Bethlehem, Palestine, 15 May 2020. BADIL releases its latest position paper, Trump’s Vision/Deal of the Century: A Move to End the Palestinian Refugee Issue through Serious Breaches of International Law
. This paper provides an analysis of the proposal provided for the Palestinian refugee issue in US President Trump’s plan, officially titled “Peace to Prosperity: A Vision to Improve the Lives of the Palestinian and Israeli People”, or more commonly known as the “Deal of the Century”. Throughout this analysis, it is demonstrated how the Vision sets out to deny Palestinian refugees and internally displaced persons (IDPs) their right of return, property restitution, and compensation — all of which constitute serious breaches of international law. Instead of aligning with the durable and just solutions entitled to Palestinian refugees, the Vision completely neglects the rights of IDPs, reduces the number of eligible refugees, and presents options that have vague, ambiguous, and arbitrary – not to mention illegal - foundations. With this type of formulation, it becomes clear that the Vision is more concerned with catering to Israel’s strategy than either holding Israel accountable for its perpetuation of the Palestinian refugees’ ongoing plight or providing justice to displaced Palestinians.

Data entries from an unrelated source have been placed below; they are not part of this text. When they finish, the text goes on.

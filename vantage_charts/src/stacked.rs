// Copyright 2026 the Vantage Authors
// SPDX-License-Identifier: Apache-2.0 OR MIT

//! Stacked geometry: bar spans and stream bands.

extern crate alloc;

use alloc::vec::Vec;

use kurbo::{BezPath, Rect};
use peniko::Brush;

use vantage_core::Shape;
use vantage_transforms::StackedSpan;

use crate::scale::ScaleLinear;

/// Maps one stacked span to a rect shape at scene position `x` with width `width`.
///
/// The vertical extent comes from the span's `start`/`end` through `y_scale`; a
/// zero-value span degenerates to a zero-height rect, which stays renderable and keeps
/// its key in the frame.
pub fn stacked_rect(
    span: &StackedSpan,
    x: f64,
    width: f64,
    y_scale: &ScaleLinear,
    fill: Brush,
) -> Shape {
    let a = y_scale.map(span.start);
    let b = y_scale.map(span.end);
    let rect = Rect::new(x, a.min(b), x + width.max(0.0), a.max(b));
    Shape::rect(rect, fill)
}

/// Builds a closed band path for one series of a stream chart.
///
/// `points` are `(x, bottom, top)` triples in scene coordinates, ordered along x. The
/// outline runs forward along the top edge and back along the bottom. An empty input
/// yields an empty path; a single point yields a degenerate vertical sliver rather than
/// a malformed path.
pub fn series_band(points: &[(f64, f64, f64)]) -> BezPath {
    let mut p = BezPath::new();
    let Some(&(x0, bottom0, top0)) = points.first() else {
        return p;
    };
    p.move_to((x0, bottom0));
    p.line_to((x0, top0));
    for &(x, _, top) in points.iter().skip(1) {
        p.line_to((x, top));
    }
    for &(x, bottom, _) in points.iter().rev().skip(1) {
        p.line_to((x, bottom));
    }
    p.close_path();
    p
}

/// Builds an open polyline through `points`, used for bump-chart series lines.
pub fn polyline(points: &[(f64, f64)]) -> BezPath {
    let mut p = BezPath::new();
    for (i, &pt) in points.iter().enumerate() {
        if i == 0 {
            p.move_to(pt);
        } else {
            p.line_to(pt);
        }
    }
    p
}

/// Collects `(x, bottom, top)` triples for one series across ordered categories.
///
/// Categories without a span for this series contribute a flat `(x, base, base)` point
/// so the band stays continuous.
pub fn series_band_points(
    spans: &[StackedSpan],
    series: &str,
    category_xs: &[(&str, f64)],
    base_y: f64,
    y_scale: &ScaleLinear,
) -> Vec<(f64, f64, f64)> {
    category_xs
        .iter()
        .map(|&(category, x)| {
            match spans
                .iter()
                .find(|s| s.series == series && s.category == category)
            {
                Some(s) => {
                    let a = y_scale.map(s.start);
                    let b = y_scale.map(s.end);
                    (x, a.max(b), a.min(b))
                }
                None => (x, base_y, base_y),
            }
        })
        .collect()
}

#[cfg(test)]
mod tests {
    extern crate std;

    use alloc::string::String;

    use vantage_core::Key;

    use super::*;

    fn span(series: &str, category: &str, start: f64, end: f64) -> StackedSpan {
        StackedSpan {
            key: Key::series(series, category),
            series: String::from(series),
            category: String::from(category),
            start,
            end,
            value: end - start,
        }
    }

    #[test]
    fn rect_height_matches_span_extent() {
        let y = ScaleLinear::new((0.0, 100.0), (200.0, 0.0));
        let shape = stacked_rect(&span("a", "x", 10.0, 60.0), 5.0, 20.0, &y, Brush::default());
        match shape {
            Shape::Rect(r) => {
                assert_eq!(r.rect.width(), 20.0);
                assert_eq!(r.rect.height(), 100.0);
                assert_eq!(r.rect.y0, 80.0);
            }
            other => panic!("expected rect, got {other:?}"),
        }
    }

    #[test]
    fn zero_value_span_is_still_a_rect() {
        let y = ScaleLinear::new((0.0, 100.0), (200.0, 0.0));
        let shape = stacked_rect(&span("a", "x", 30.0, 30.0), 0.0, 10.0, &y, Brush::default());
        match shape {
            Shape::Rect(r) => assert_eq!(r.rect.height(), 0.0),
            other => panic!("expected rect, got {other:?}"),
        }
    }

    #[test]
    fn band_path_closes_and_single_point_degenerates() {
        let band = series_band(&[(0.0, 100.0, 80.0), (10.0, 100.0, 70.0)]);
        assert!(!band.elements().is_empty());
        let sliver = series_band(&[(5.0, 50.0, 40.0)]);
        assert!(!sliver.elements().is_empty());
        assert!(series_band(&[]).elements().is_empty());
    }

    #[test]
    fn missing_categories_flatten_to_the_baseline() {
        let y = ScaleLinear::new((0.0, 10.0), (100.0, 0.0));
        let spans = [span("a", "x", 0.0, 5.0)];
        let pts = series_band_points(&spans, "a", &[("x", 0.0), ("y", 10.0)], 100.0, &y);
        assert_eq!(pts.len(), 2);
        assert_eq!(pts[1], (10.0, 100.0, 100.0));
        assert!(pts[0].2 < pts[0].1, "top sits above bottom in a y-down scene");
    }
}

Of particular interest is the Vision’s proclaimed “pragmatic” approach which assumes supremacy over international standards, laws, and United Nations (UN) resolutions. This approach does not only threaten the international legal system and construct it as a framework detached from reality, but it also denies the Palestinian people their inalienable rights. In fact, the Vision constitutes the US administration’s most recent attempt to legitimize Israel’s systematic policies of annexation, colonization, forcible transfer, and apartheid. More so, this Trumpian proposition embodies the newest political addition to previous American efforts to erode the rights of displaced Palestinians and to exempt both Israel and the international community from bearing responsibility towards Palestinian refugees and IDPs.
In light of this, it is critical for the international community to refrain from treating a unilateral American proposal that packages pragmatism and political realism as a win-win situation. Importantly, the Palestinian struggle for freedom and self-determination is not exceptional and should not be constructed as unrealistic, impractical, and unachievable by biased third-party state actors. As such, the international community must adopt a rights-based approach and solution for the Palestinian refugee issue specifically and Palestinian self-determination collectively. Additionally, it is essential to reaffirm that the right of return is the most practical solution for Palestinian refugees and IDPs as it constitutes the only durable solution that is a right and a foundation of real and just peace. Conclusively, the Palestinian refugee plight to return is neither exceptional nor impractical as other refugee flows have desired to return to their homes and have had the opportunity to do so with the aid of the international community. For Palestinian refugees to exercise the same opportunity to access their rights constitutes not only a practical and viable solution, but a just solution as enshrined in international law.